Records for the exercise>
——

//! Taskboard server - CRUD HTTP service for users and tasks.
//!
//! This binary serves the JSON API on port 3003 by default.
//!
//! # Architecture
//!
//! - Axum web framework, JSON in and out
//! - `PostgreSQL` via `sqlx` as the only durable state
//! - Request validation and update merging from `taskboard-core`
//!
//! Migrations are NOT run on startup. Run them explicitly via:
//! `cargo run -p taskboard-cli -- migrate`

#![cfg_attr(not(test), forbid(unsafe_code))]

use std::sync::Arc;

use sentry::integrations::tracing as sentry_tracing;
use tracing_subscriber::{layer::SubscriberExt, util::SubscriberInitExt};

use taskboard_server::config::ServerConfig;
use taskboard_server::db::{self, PgStore};
use taskboard_server::middleware;
use taskboard_server::state::AppState;

/// Initialize Sentry error tracking and return guard that must be kept alive.
fn init_sentry(config: &ServerConfig) -> Option<sentry::ClientInitGuard> {
    let dsn = config.sentry_dsn.as_ref()?;

    let guard = sentry::init((
        dsn.as_str(),
        sentry::ClientOptions {
            release: sentry::release_name!(),
            environment: config
                .sentry_environment
                .clone()
                .map(std::borrow::Cow::Owned),
            sample_rate: config.sentry_sample_rate,
            traces_sample_rate: config.sentry_traces_sample_rate,
            attach_stacktrace: true,
            ..Default::default()
        },
    ));

    tracing::info!("Sentry initialized");
    Some(guard)
}

/// Filter tracing events to Sentry event types.
fn sentry_event_filter(metadata: &tracing::Metadata<'_>) -> sentry_tracing::EventFilter {
    match *metadata.level() {
        tracing::Level::ERROR | tracing::Level::WARN => sentry_tracing::EventFilter::Event,
        tracing::Level::INFO | tracing::Level::DEBUG => sentry_tracing::EventFilter::Breadcrumb,
        _ => sentry_tracing::EventFilter::Ignore,
    }
}

#[tokio::main]
async fn main() {
    // Load configuration from environment (needed for Sentry init)
    let config = ServerConfig::from_env().expect("Failed to load configuration");

    // Initialize Sentry (must be done before tracing subscriber)
    let _sentry_guard = init_sentry(&config);

    // Defaults to info level for our crate if RUST_LOG is not set
    let env_filter = tracing_subscriber::EnvFilter::try_from_default_env()
        .unwrap_or_else(|_| "taskboard_server=info,tower_http=debug".into());

    tracing_subscriber::registry()
        .with(env_filter)
        .with(tracing_subscriber::fmt::layer())
        .with(sentry_tracing::layer().event_filter(sentry_event_filter))
        .init();

    let pool = db::create_pool(&config.database_url)
        .await
        .expect("Failed to create database pool");
    tracing::info!("Database pool created");

    let state = AppState::new(Arc::new(PgStore::new(pool)));

    let app = taskboard_server::app(state)
        .layer(middleware::cors_layer(&config.cors_origins))
        // Sentry layers (outermost for full request coverage)
        .layer(sentry_tower::NewSentryLayer::new_from_top())
        .layer(sentry_tower::SentryHttpLayer::new().enable_transaction());

    let addr = config.socket_addr();
    tracing::info!("taskboard listening on {}", addr);

    let listener = tokio::net::TcpListener::bind(addr)
        .await
        .expect("Failed to bind to address");

    axum::serve(listener, app)
        .with_graceful_shutdown(shutdown_signal())
        .await
        .expect("Server error");
}

/// Wait for shutdown signal (Ctrl+C or SIGTERM).
async fn shutdown_signal() {
    let ctrl_c = async {
        tokio::signal::ctrl_c()
            .await
            .expect("Failed to install Ctrl+C handler");
    };

    #[cfg(unix)]
    let terminate = async {
        tokio::signal::unix::signal(tokio::signal::unix::SignalKind::terminate())
            .expect("Failed to install signal handler")
            .recv()
            .await;
    };

    #[cfg(not(unix))]
    let terminate = std::future::pending::<()>();

    tokio::select! {
        () = ctrl_c => {},
        () = terminate => {},
    }

    tracing::info!("Shutdown signal received, starting graceful shutdown");
}
//! Existence checks against the store.
//!
//! Every lookup is an equality filter on one unique field and returns the
//! first match. Whether a hit is good news depends on the caller: creates
//! want the key to be free, reads/updates/deletes want the record present.
//!
//! The check and the following write are separate store calls with no lock
//! between them; two concurrent creates can both pass the check. The
//! `users.email` unique constraint and the primary keys catch what slips
//! through, and the store reports that as a conflict too.

use taskboard_core::{Task, TaskId, User, UserId};

use crate::db::{Store, UserKey};
use crate::error::ApiError;

/// Look up a user by id or email.
///
/// # Errors
///
/// Returns an unexpected error if the store fails.
pub async fn find_user(store: &dyn Store, key: UserKey<'_>) -> Result<Option<User>, ApiError> {
    let user = store.find_user(key).await?;
    tracing::debug!(%key, found = user.is_some(), "user lookup");
    Ok(user)
}

/// Look up a task by id.
///
/// # Errors
///
/// Returns an unexpected error if the store fails.
pub async fn find_task(store: &dyn Store, id: &TaskId) -> Result<Option<Task>, ApiError> {
    let task = store.find_task(id).await?;
    tracing::debug!(task_id = %id, found = task.is_some(), "task lookup");
    Ok(task)
}

/// Fail with `Conflict` if a user already holds `key`.
///
/// # Errors
///
/// Returns `ApiError::Conflict` on a duplicate, or an unexpected error if the store fails.
pub async fn ensure_user_absent(store: &dyn Store, key: UserKey<'_>) -> Result<(), ApiError> {
    match find_user(store, key).await? {
        Some(_) => Err(ApiError::Conflict(format!(
            "a user with {key} already exists"
        ))),
        None => Ok(()),
    }
}

/// Fail with `Conflict` if a task already holds `id`.
///
/// # Errors
///
/// Returns `ApiError::Conflict` on a duplicate, or an unexpected error if the store fails.
pub async fn ensure_task_absent(store: &dyn Store, id: &TaskId) -> Result<(), ApiError> {
    match find_task(store, id).await? {
        Some(_) => Err(ApiError::Conflict(format!(
            "a task with id '{id}' already exists"
        ))),
        None => Ok(()),
    }
}

/// Fetch a user that must exist.
///
/// # Errors
///
/// Returns `ApiError::NotFound` if absent, or an unexpected error if the store fails.
pub async fn require_user(store: &dyn Store, id: &UserId) -> Result<User, ApiError> {
    find_user(store, UserKey::Id(id))
        .await?
        .ok_or_else(|| ApiError::NotFound(format!("no user with id '{id}' exists")))
}

/// Fetch a task that must exist.
///
/// # Errors
///
/// Returns `ApiError::NotFound` if absent, or an unexpected error if the store fails.
pub async fn require_task(store: &dyn Store, id: &TaskId) -> Result<Task, ApiError> {
    find_task(store, id)
        .await?
        .ok_or_else(|| ApiError::NotFound(format!("no task with id '{id}' exists")))
}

——

What to do> The lines needed run from the first line of the data through the line containing "Sentry event types."; give them again exactly and nothing else.

Task solution>
//! Taskboard server - CRUD HTTP service for users and tasks.
//!
//! This binary serves the JSON API on port 3003 by default.
//!
//! # Architecture
//!
//! - Axum web framework, JSON in and out
//! - `PostgreSQL` via `sqlx` as the only durable state
//! - Request validation and update merging from `taskboard-core`
//!
//! Migrations are NOT run on startup. Run them explicitly via:
//! `cargo run -p taskboard-cli -- migrate`

#![cfg_attr(not(test), forbid(unsafe_code))]

use std::sync::Arc;

use sentry::integrations::tracing as sentry_tracing;
use tracing_subscriber::{layer::SubscriberExt, util::SubscriberInitExt};

use taskboard_server::config::ServerConfig;
use taskboard_server::db::{self, PgStore};
use taskboard_server::middleware;
use taskboard_server::state::AppState;

/// Initialize Sentry error tracking and return guard that must be kept alive.
fn init_sentry(config: &ServerConfig) -> Option<sentry::ClientInitGuard> {
    let dsn = config.sentry_dsn.as_ref()?;

    let guard = sentry::init((
        dsn.as_str(),
        sentry::ClientOptions {
            release: sentry::release_name!(),
            environment: config
                .sentry_environment
                .clone()
                .map(std::borrow::Cow::Owned),
            sample_rate: config.sentry_sample_rate,
            traces_sample_rate: config.sentry_traces_sample_rate,
            attach_stacktrace: true,
            ..Default::default()
        },
    ));

    tracing::info!("Sentry initialized");
    Some(guard)
}

/// Filter tracing events to Sentry event types.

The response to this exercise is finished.